If you order food on a delivery app the likes of DoorDash, get ready to pay through the nose. You’ll suffer a service fee, delivery fee, an inflated price on the food (that comes from the restaurant to cover its own DoorDash charges), and an optional gratuity for the delivery person.
Predictably, some people forego the tip reasoning that they’re getting gouged already — and are entitled to skimp therein. So pervasive has this problem become that one TikToker has taken to confronting non-tippers while “taping” the encounter and posting the videos to his account.
Understanding the nature of this problem, DoorDash has a trick it plays on its delivery people to get them to accept low-paying jobs. The company will “stack” (offer two deliveries in the same deal) a big tipper with a no-tipper and hide the fact that one pays well and the other not-so-well. Take a recent dash I accepted for example.
The offer read $17 to go 3.3 miles on my pedal bike in Manhattan — with three different destinations all to be picked up from Panera — and going downtown on the island in the neighborhood where I live. I hit “accept,” locked the bike (I was right there), and went in to pick up the orders.
The first went to a ritzy complex close by. The woman tipped on the app and most uncharacteristically, added a five-dollar bill when I handed over the delivery (that almost never happens). This was looking like a cherry with whipped cream.
Next up was 100 Centre Street: Criminal court building. The last time I was there it was in handcuffs. Not a positive association. Still, the recipient came down quickly — and he wasn’t the DA who prosecuted me. I can’t recall what the app read as to my payment for that particular delivery.
Number 3 was the real stinker! It went to a junior high school far downtown and east on the Lower East Side of Manhattan. The teacher came to the door and was quite friendly when I arrived. No problem. But when I cleared the app, I saw how much I’d been paid to make this delivery: $3 — no gratuity. Hardly a windfall!

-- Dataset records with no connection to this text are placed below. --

use std::{cmp::Ordering, fmt, str::FromStr};

use crate::{
    types::EnrichedTrack,
    view::card::{TrackCard, TrackDetail},
};

#[derive(Debug, Clone, Copy, PartialEq, Eq)]
pub enum SortField {
    Name,
    Artist,
    Album,
    ReleaseDate,
    Tempo,
    Energy,
    Danceability,
}

impl SortField {
    pub const ALL: [SortField; 7] = [
        SortField::Name,
        SortField::Artist,
        SortField::Album,
        SortField::ReleaseDate,
        SortField::Tempo,
        SortField::Energy,
        SortField::Danceability,
    ];
}

impl fmt::Display for SortField {
    fn fmt(&self, f: &mut fmt::Formatter<'_>) -> fmt::Result {
        let s = match self {
            SortField::Name => "name",
            SortField::Artist => "artist",
            SortField::Album => "album",
            SortField::ReleaseDate => "release_date",
            SortField::Tempo => "tempo",
            SortField::Energy => "energy",
            SortField::Danceability => "danceability",
        };
        write!(f, "{}", s)
    }
}

impl FromStr for SortField {
    type Err = String;

    fn from_str(s: &str) -> Result<Self, Self::Err> {
        let normalized = s.trim().to_ascii_lowercase().replace('-', "_");
        SortField::ALL
            .into_iter()
            .find(|field| field.to_string() == normalized)
            .ok_or_else(|| format!("unknown sort field '{}'", s.trim()))
    }
}

#[derive(Debug, Clone, Copy, Default, PartialEq, Eq)]
pub enum SortDirection {
    #[default]
    Ascending,
    Descending,
}

impl SortDirection {
    pub fn toggled(self) -> Self {
        match self {
            SortDirection::Ascending => SortDirection::Descending,
            SortDirection::Descending => SortDirection::Ascending,
        }
    }

    pub fn arrow(self) -> &'static str {
        match self {
            SortDirection::Ascending => "↑",
            SortDirection::Descending => "↓",
        }
    }
}

/// The loaded tracks and the projection the user is looking at.
///
/// `current_tracks` is never edited directly: every change to the search
/// term, the sort, or the underlying tracks recomputes it from `all_tracks`.
#[derive(Debug, Clone, Default)]
pub struct LibraryView {
    all_tracks: Vec<EnrichedTrack>,
    current_tracks: Vec<EnrichedTrack>,
    search_term: String,
    sort_field: Option<SortField>,
    direction: SortDirection,
    detail: Option<TrackDetail>,
}

impl LibraryView {
    pub fn new() -> Self {
        Self::default()
    }

    /// Swaps in the tracks of a freshly loaded source.
    pub fn replace_tracks(&mut self, tracks: Vec<EnrichedTrack>) {
        self.all_tracks = tracks;
        self.detail = None;
        self.recompute();
    }

    pub fn set_search_term(&mut self, term: &str) {
        self.search_term = term.trim().to_lowercase();
        self.recompute();
    }

    /// `None` keeps the order the tracks were loaded in.
    pub fn set_sort(&mut self, field: Option<SortField>, direction: SortDirection) {
        self.sort_field = field;
        self.direction = direction;
        self.recompute();
    }

    pub fn set_sort_field(&mut self, field: Option<SortField>) {
        self.set_sort(field, self.direction);
    }

    pub fn toggle_sort_direction(&mut self) {
        self.set_sort(self.sort_field, self.direction.toggled());
    }

    pub fn all_tracks(&self) -> &[EnrichedTrack] {
        &self.all_tracks
    }

    pub fn current_tracks(&self) -> &[EnrichedTrack] {
        &self.current_tracks
    }

    pub fn search_term(&self) -> &str {
        &self.search_term
    }

    pub fn sort_field(&self) -> Option<SortField> {
        self.sort_field
    }

    pub fn direction(&self) -> SortDirection {
        self.direction
    }

    pub fn cards(&self) -> Vec<TrackCard> {
        self.current_tracks.iter().map(TrackCard::from).collect()
    }

    /// Opens the detail of the track at `index` of the current projection.
    pub fn show_detail(&mut self, index: usize) -> Option<&TrackDetail> {
        let detail = self.current_tracks.get(index).map(TrackDetail::from)?;
        self.detail = Some(detail);
        self.detail.as_ref()
    }

    pub fn close_detail(&mut self) {
        self.detail = None;
    }

    pub fn detail(&self) -> Option<&TrackDetail> {
        self.detail.as_ref()
    }

    fn recompute(&mut self) {
        self.current_tracks = filter_tracks(&self.all_tracks, &self.search_term);
        if let Some(field) = self.sort_field {
            sort_tracks(&mut self.current_tracks, field, self.direction);
        }
    }
}

/// Tracks whose name, any artist name or album name contains `term`,
/// ignoring case. A blank term keeps everything.
pub fn filter_tracks(tracks: &[EnrichedTrack], term: &str) -> Vec<EnrichedTrack> {
    let term = term.trim().to_lowercase();
    if term.is_empty() {
        return tracks.to_vec();
    }

    tracks
        .iter()
        .filter(|enriched| matches_term(enriched, &term))
        .cloned()
        .collect()
}

fn matches_term(enriched: &EnrichedTrack, term: &str) -> bool {
    let track = &enriched.track;

    track.name.to_lowercase().contains(term)
        || track
            .artists
            .iter()
            .any(|artist| artist.name.to_lowercase().contains(term))
        || track
            .album_name()
            .is_some_and(|album| album.to_lowercase().contains(term))
}

/// Stable sort: equal keys keep their relative order in both directions.
pub fn sort_tracks(tracks: &mut [EnrichedTrack], field: SortField, direction: SortDirection) {
    match direction {
        SortDirection::Ascending => tracks.sort_by(|a, b| compare(a, b, field)),
        SortDirection::Descending => tracks.sort_by(|a, b| compare(b, a, field)),
    }
}

fn compare(a: &EnrichedTrack, b: &EnrichedTrack, field: SortField) -> Ordering {
    match field {
        SortField::Name => {
            lowercase(Some(a.track.name.as_str())).cmp(&lowercase(Some(b.track.name.as_str())))
        }
        SortField::Artist => {
            lowercase(a.track.first_artist()).cmp(&lowercase(b.track.first_artist()))
        }
        SortField::Album => lowercase(a.track.album_name()).cmp(&lowercase(b.track.album_name())),
        SortField::ReleaseDate => a
            .track
            .release_date()
            .unwrap_or_default()
            .cmp(b.track.release_date().unwrap_or_default()),
        SortField::Tempo => numeric(a.audio_features.tempo, b.audio_features.tempo),
        SortField::Energy => numeric(a.audio_features.energy, b.audio_features.energy),
        SortField::Danceability => {
            numeric(a.audio_features.danceability, b.audio_features.danceability)
        }
    }
}

fn lowercase(value: Option<&str>) -> String {
    value.unwrap_or_default().to_lowercase()
}

// missing values sort as 0
fn numeric(a: Option<f64>, b: Option<f64>) -> Ordering {
    a.unwrap_or(0.0).total_cmp(&b.unwrap_or(0.0))
}
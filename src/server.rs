use axum::{Extension, Router, routing::get};
use std::net::SocketAddr;

use crate::{Res, api, types::CallbackState};

pub fn router(state: CallbackState) -> Router {
    Router::new()
        .route("/health", get(api::health))
        .route("/callback", get(api::callback).layer(Extension(state)))
}

/// Serves the callback routes on `addr` until the process ends.
pub async fn start_api_server(addr: SocketAddr, state: CallbackState) -> Res<()> {
    let listener = tokio::net::TcpListener::bind(&addr).await?;
    axum::serve(listener, router(state)).await?;
    Ok(())
}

Had DoorDash offered this job alone to any dasher, nobody would have accepted it given how far away the delivery was and what it paid. So what do they do? The company hides the low-profit delivery behind a well-paying job to get one of us to accept the dog with fleas. And there’s no way to access how much each dash pays on a stacker in the app so you can dump the loser and keep the cherry.
This is all by design. I once called in to support while waiting for one delivery on a stacker to see if the one I was waiting on was a stinker — and the support person told me he wasn’t allowed to disclose that information. And that would be for a reason: So I wouldn’t dump the loser.
I realize this all comes with the territory. But I will say this: If you order DoorDash and you don’t tip, you’re more likely to wait a long time for your food. Not every delivery is a stacker — and when it isn’t, we can see you’re a cheapskate. Personally, I simply don’t accept deliveries without a gratuity unless the fact that you’re a cheapskate is hidden in a stacked dash with your partner being a big spender.
Caveat emptor. May you cheapskates get your food cold. It’s what you deserve if you skimp on the gratuity. You don’t like how much it costs to have food delivered? Get your ass out in the cold and get your own food!